Salah satu virus asal pangan lainnya yang penting adalah virus hepatitis A. Virus yang
umumnya berasal dari kotoran manusia ini dapat mencemari air. Jika praktik higiene sanitasi
tidak dilakukan dengan baik, virus ini dapat mencemari makanan, khususnya yang tidak
diolah dengan pemanasan atau perlakuan pemasakan lainnya. Waktu inkubasi penyakit
hepatitis A adalah 15-50 hari dengan rata-rata 28 hari. Kerang adalah jenis makanan yang
paling sering dihubungkan dengan virus hepatitis A. Kerang dapat mengandung virus ini
karena: (1) perairan tempat tumbuhnya tercemar feses manusia, (2) cara makannya dengan
cara filter feeder (menyaring) menyebabkan virus terkonsentrasi dalam kerang, (3) saluran
pencernaannya selalu ikut dimakan, (4) sering kali tidak dimasak dengan sempurna, dan (5)
kerang melindungi virus selama pemanasan.
Virus Norwalk-like saat ini dilaporkan sebagai penyebab utama keracunan
pangan akibat virus di AS. Virus yang terdiri atas beberapa serotipe ini mengakibatkan
gastroenteritis dengan ciri diare dan muntah dengan waktu inkubasi 18-36 jam. Di
negara AS dan Inggris, salad adalah makanan yang paling sering dilaporkan sebagai
penyebab keracunan pangan oleh Norwalk-like. Beberapa virus bersifat zoonosis. Virus
penyebab ensefalitis, misalnya, dapat disebabkan oleh konsumsi susu mentah yang diperah
dari kambing, sapi, atau domba yang memperoleh virus tersebut dari gigitan serangga.
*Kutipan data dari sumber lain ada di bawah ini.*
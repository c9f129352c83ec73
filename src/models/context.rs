//! Shipping context: the business scenario governing despatch rules.

use chrono::NaiveDate;
use serde::{Deserialize, Serialize};

/// Business scenario for a cart.
#[derive(Debug, Clone, Copy, Default, PartialEq, Eq, Hash, Serialize, Deserialize)]
#[serde(rename_all = "camelCase")]
pub enum ShippingContext {
    /// In-stock order subject to the same-day cutoff.
    #[default]
    Default,
    /// Despatches on a declared future date.
    DelayedDespatch,
    /// Despatches two days after the restock date.
    Preorder,
    /// Despatches after the prescription lead time.
    Prescription,
}

/// Output of cart classification.
///
/// `override_date` is the latest despatch date declared by any line.
#[derive(Debug, Clone, Copy, Default, PartialEq, Eq, Serialize, Deserialize)]
#[serde(rename_all = "camelCase")]
pub struct Classification {
    pub context: ShippingContext,
    pub override_date: Option<NaiveDate>,
}

impl Classification {
    pub fn new(context: ShippingContext, override_date: Option<NaiveDate>) -> Self {
        Self {
            context,
            override_date,
        }
    }

    /// Context with no override date.
    pub fn of(context: ShippingContext) -> Self {
        Self::new(context, None)
    }
}
//! End-to-end delivery estimation.
//!
//! Composes classification, despatch, transit and formatting into a
//! single reentrant entry point.
//!
//! # Clock
//!
//! `EvaluationContext` fixes the reference instant in Europe/London once
//! per evaluation. Both the despatch cutoff and the title's "today" read
//! from it.

mod context;
mod pipeline;

pub use context::EvaluationContext;
pub use pipeline::Estimator;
Karena itu, penyakitnya disebut tick-borne encephalitis. Berbeda dengan mikroba lain, seperti
bakteri, virus tidak dapat berkembang biak di dalam bahan pangan. Oleh karena itu, jumlah
virus dalam makanan tidak akan bertambah, bahkan mungkin menurun jika rentang waktu
antara saat pencemaran terjadi dan saat makanan tersebut dikonsumsi cukup besar. Hal ini
disebabkan bahan pangan bukanlah benda hidup yang dapat mendukung pertumbuhan virus.
Oleh karena itu, untuk menghindari keracunan akibat virus dalam bahan pangan,
dianjurkan tiga praktik pengolahan makanan yang baik, yaitu cook, clean, dan separate
(masaklah, bersihkan, dan pisahkan). Masaklah semua bahan pangan sampai benar - benar
matang, bersihkan tangan dan semua peralatan yang digunakan untuk memasak, kemudian
pisahkan bahan mentah dengan bahan matang.